A three-judge panel of the Fifth District Court of Appeals on May 2 dismissed a 2020 request from the Irving Company, DynaResource Inc., for U.S. courts to recognize its 2015 judgment by a Mexican court against Goldgroup Resources Inc. of Vancouver, British Columbia.
In effect, the appellate court’s opinion continues a series of judicial findings that the value of that 2015 judgment in America is zilch.
The opinion follows a May 2021 ruling by Dallas County District Judge Dale B. Tillery dismissing DynaResource’s motion for recognition of the Mexican judgment. The appellate court said DynaResource had no business in the first place suing Goldgroup in Dallas County, since the Canadian company has no ties to Texas and conducts no business here.
Having thus ruled, the appellate court said, it need not further address issues raised at the trial level by either party.
A 2011 contract between DynaResource and Goldgroup, the appellate court noted, requires that disputes between the partners be resolved first through mediation then through binding arbitration in Denver.
No American court has recognized, or “domesticated,” DynaResource’s Mexican judgment. Until a court in some state does so, the judgment is unenforceable in that state — and, as a practical matter, anywhere else in the United States.
It was the latest setback for DynaResource in its 11-year litigation showdown with Goldgroup.
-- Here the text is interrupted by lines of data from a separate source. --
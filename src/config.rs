//! Configuration types for parsing and analysis.
//!
//! Everything that depends on the export's locale or app version (the media
//! placeholder phrase, deleted-message phrases, date order, stopwords) is an
//! explicit input here rather than a constant buried in the parser.
//!
//! # Example
//!
//! ```rust
//! use chatstat::config::{AnalysisConfig, DateOrder, ParserConfig};
//! use chatstat::analysis::StopWords;
//!
//! let parser_config = ParserConfig::new()
//!     .with_media_placeholder("<Medien ausgeschlossen>")
//!     .with_date_order(DateOrder::DayFirst);
//!
//! let analysis_config = AnalysisConfig::new()
//!     .with_stopwords(StopWords::from_text("der\ndie\ndas"))
//!     .with_top_words(20);
//! ```

use serde::{Deserialize, Serialize};

use crate::analysis::StopWords;
use crate::record::SYSTEM_SENDER;

/// How to read the first two numbers of a header date.
///
/// `01/02/23` is the 1st of February in day-first locales and the 2nd of
/// January in month-first ones. [`Auto`](DateOrder::Auto) decides once per
/// export by looking at every header, preferring day-first when nothing in the
/// file disambiguates.
#[derive(Debug, Clone, Copy, PartialEq, Eq, Hash, Default, Serialize, Deserialize)]
#[serde(rename_all = "kebab-case")]
pub enum DateOrder {
    /// Sniff the order from the export
    #[default]
    Auto,
    /// `DD/MM/YY` and `DD/MM/YYYY`
    DayFirst,
    /// `MM/DD/YY` and `MM/DD/YYYY`
    MonthFirst,
}

impl std::fmt::Display for DateOrder {
    fn fmt(&self, f: &mut std::fmt::Formatter<'_>) -> std::fmt::Result {
        match self {
            DateOrder::Auto => write!(f, "auto"),
            DateOrder::DayFirst => write!(f, "day-first"),
            DateOrder::MonthFirst => write!(f, "month-first"),
        }
    }
}

/// Configuration for the export parser.
///
/// # Example
///
/// ```rust
/// use chatstat::config::ParserConfig;
///
/// let config = ParserConfig::new()
///     .with_media_placeholder("<Multimedia omitido>")
///     .with_deleted_placeholders(["Se eliminó este mensaje."]);
/// assert_eq!(config.media_placeholder, "<Multimedia omitido>");
/// ```
#[derive(Debug, Clone, PartialEq, Eq, Serialize, Deserialize)]
pub struct ParserConfig {
    /// Body text the export writes in place of an attachment (default: `<Media omitted>`)
    pub media_placeholder: String,

    /// Body texts the export writes for deleted messages
    pub deleted_placeholders: Vec<String>,

    /// Date component order (default: auto)
    pub date_order: DateOrder,

    /// Sender assigned to group notifications (default: `group_notification`)
    pub system_sender: String,
}

impl Default for ParserConfig {
    fn default() -> Self {
        Self {
            media_placeholder: "<Media omitted>".to_string(),
            deleted_placeholders: vec![
                "This message was deleted".to_string(),
                "You deleted this message".to_string(),
            ],
            date_order: DateOrder::Auto,
            system_sender: SYSTEM_SENDER.to_string(),
        }
    }
}

impl ParserConfig {
    /// Creates a new configuration with default values.
    pub fn new() -> Self {
        Self::default()
    }

    /// Sets the media-omitted placeholder phrase.
    #[must_use]
    pub fn with_media_placeholder(mut self, placeholder: impl Into<String>) -> Self {
        self.media_placeholder = placeholder.into();
        self
    }

    /// Replaces the deleted-message placeholder phrases.
    #[must_use]
    pub fn with_deleted_placeholders<I, S>(mut self, placeholders: I) -> Self
    where
        I: IntoIterator<Item = S>,
        S: Into<String>,
    {
        self.deleted_placeholders = placeholders.into_iter().map(Into::into).collect();
        self
    }

    /// Forces a date order instead of sniffing it.
    #[must_use]
    pub fn with_date_order(mut self, order: DateOrder) -> Self {
        self.date_order = order;
        self
    }

    /// Sets the sender used for group notifications.
    #[must_use]
    pub fn with_system_sender(mut self, sender: impl Into<String>) -> Self {
        self.system_sender = sender.into();
        self
    }

    /// Returns `true` if `body` is exactly the media placeholder, ignoring
    /// surrounding blank lines.
    pub fn is_media(&self, body: &str) -> bool {
        body.trim() == self.media_placeholder
    }

    /// Returns `true` if `body` is one of the deleted-message placeholders.
    pub fn is_deleted(&self, body: &str) -> bool {
        let body = body.trim();
        self.deleted_placeholders.iter().any(|p| p == body)
    }
}

/// Configuration for the aggregation stage.
///
/// The `top_*` values size the "top-N" views; the full tables are always
/// available as well.
#[derive(Debug, Clone, Serialize, Deserialize)]
pub struct AnalysisConfig {
    /// Words dropped from the word-frequency table
    pub stopwords: StopWords,

    /// Rows in the word-frequency view (default: 10)
    pub top_words: usize,

    /// Rows in the emoji-frequency view (default: 10)
    pub top_emojis: usize,

    /// Rows in the sender rankings (default: 5)
    pub top_senders: usize,

    /// Rows in the busiest-days view (default: 5)
    pub top_days: usize,
}

impl Default for AnalysisConfig {
    fn default() -> Self {
        Self {
            stopwords: StopWords::english(),
            top_words: 10,
            top_emojis: 10,
            top_senders: 5,
            top_days: 5,
        }
    }
}

impl AnalysisConfig {
    /// Creates a new configuration with default values.
    pub fn new() -> Self {
        Self::default()
    }

    /// Replaces the stopword set.
    #[must_use]
    pub fn with_stopwords(mut self, stopwords: StopWords) -> Self {
        self.stopwords = stopwords;
        self
    }

    /// Sets the number of rows in the word-frequency view.
    #[must_use]
    pub fn with_top_words(mut self, n: usize) -> Self {
        self.top_words = n;
        self
    }

    /// Sets the number of rows in the emoji-frequency view.
    #[must_use]
    pub fn with_top_emojis(mut self, n: usize) -> Self {
        self.top_emojis = n;
        self
    }

    /// Sets the number of rows in the sender rankings.
    #[must_use]
    pub fn with_top_senders(mut self, n: usize) -> Self {
        self.top_senders = n;
        self
    }

    /// Sets the number of rows in the busiest-days view.
    #[must_use]
    pub fn with_top_days(mut self, n: usize) -> Self {
        self.top_days = n;
        self
    }
}

#[cfg(test)]
mod tests {
    use super::*;

    #[test]
    fn test_parser_config_default() {
        let config = ParserConfig::default();
        assert_eq!(config.media_placeholder, "<Media omitted>");
        assert_eq!(config.date_order, DateOrder::Auto);
        assert_eq!(config.system_sender, SYSTEM_SENDER);
        assert!(config.is_deleted("This message was deleted"));
    }

    #[test]
    fn test_parser_config_builder() {
        let config = ParserConfig::new()
            .with_media_placeholder("<Без медиафайлов>")
            .with_date_order(DateOrder::MonthFirst)
            .with_deleted_placeholders(["Сообщение удалено"]);

        assert!(config.is_media("<Без медиафайлов>"));
        assert!(!config.is_media("<Media omitted>"));
        assert!(config.is_deleted("Сообщение удалено"));
        assert!(!config.is_deleted("This message was deleted"));
        assert_eq!(config.date_order, DateOrder::MonthFirst);
    }

    #[test]
    fn test_media_match_is_verbatim() {
        let config = ParserConfig::default();
        assert!(!config.is_media("<media omitted>"));
        assert!(!config.is_media("<Media omitted> lol"));
        assert!(config.is_media("<Media omitted>\n\n"));
        assert!(config.is_deleted("This message was deleted\n"));
    }

    #[test]
    fn test_analysis_config_builder() {
        let config = AnalysisConfig::new()
            .with_top_words(3)
            .with_top_emojis(4)
            .with_top_senders(2)
            .with_top_days(1)
            .with_stopwords(StopWords::empty());

        assert_eq!(config.top_words, 3);
        assert_eq!(config.top_emojis, 4);
        assert_eq!(config.top_senders, 2);
        assert_eq!(config.top_days, 1);
        assert!(config.stopwords.is_empty());
    }

    #[test]
    fn test_date_order_serde() {
        let json = serde_json::to_string(&DateOrder::DayFirst).unwrap();
        assert_eq!(json, "\"day-first\"");
        let parsed: DateOrder = serde_json::from_str("\"month-first\"").unwrap();
        assert_eq!(parsed, DateOrder::MonthFirst);
    }
}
The two mining concerns, through joint interest in a Mexican subsidiary of DynaResource, control the San Jose de Gracia Project, a gold-mining enterprise potentially covering 170,081 acres in Sinaloa, Mexico.
Since an acrimonious falling-out over governance of the mining operation, the partners have been at each other’s throats, filing suit upon suit, appeal upon appeal, in Mexico, Texas and Colorado.
Goldgroup is principally represented in the Texas litigation by Jamil N. Alibhai, a shareholder with Munsch Hardt Kopf & Harr in Dallas. DynaResource’s principal lawyer is Gerrit M. Pronske, a partner in the Plano office of Spencer Fane.
Neither responded immediately to requests for comment.
DynaResource and Goldgroup became gold-mining partners in 2011, when Goldgroup purchased a half interest in the San Jose de Gracia mine for $18 million. (More precisely, Goldgroup exercised an option to buy a 50 percent equity interest in DynaResource de México, the DynaResource subsidiary that owned 100 percent of the mining operation.)
According to Mexican authorities, the San Jose de Gracia district yielded more than 1 million ounces of gold in the early 1900s — and may yet hold even more.
The relationship between Goldgroup and DynaResource quickly unraveled.
From the start, Goldgroup said, it was excluded from important management decisions about expenditures and financial oversight. In 2013, Goldgroup contended, DynaResource deliberately diluted Goldgroup’s interest in the mine to 20 percent by issuing new shares without notifying its Canadian partners.
DynaResource, in turn, accused Goldgroup of publicly exaggerating its ownership interest in the mine, leaking confidential business information, threatening DynaResource managers in Mexico, “attempting to delay, stop, or otherwise impair” development of the gold mine and otherwise acting in ways that deprived the venture of potential profits.
By and large, these accusations found their way into a Mexico City lawsuit that DynaResource filed two days before Christmas 2014 in the Tribunal Superior de Justicia del Distrito Federal. On Oct. 5, 2015, the court ruled in DynaResource’s favor and awarded the company $48 million in damages.
Goldgroup’s position, then and now, was that the tribunal had no business issuing a judgment — not for $48 million and not for 48 cents — because DynaResource had no business seeking one, under the two concerns’ agreement to submit to mediation and arbitration in Denver.
Given the years of acrimonious wrangling between the two mining partners, it’s unlikely that the Dallas appellate court’s ruling will be the final word in the matter of the $48 million judgment.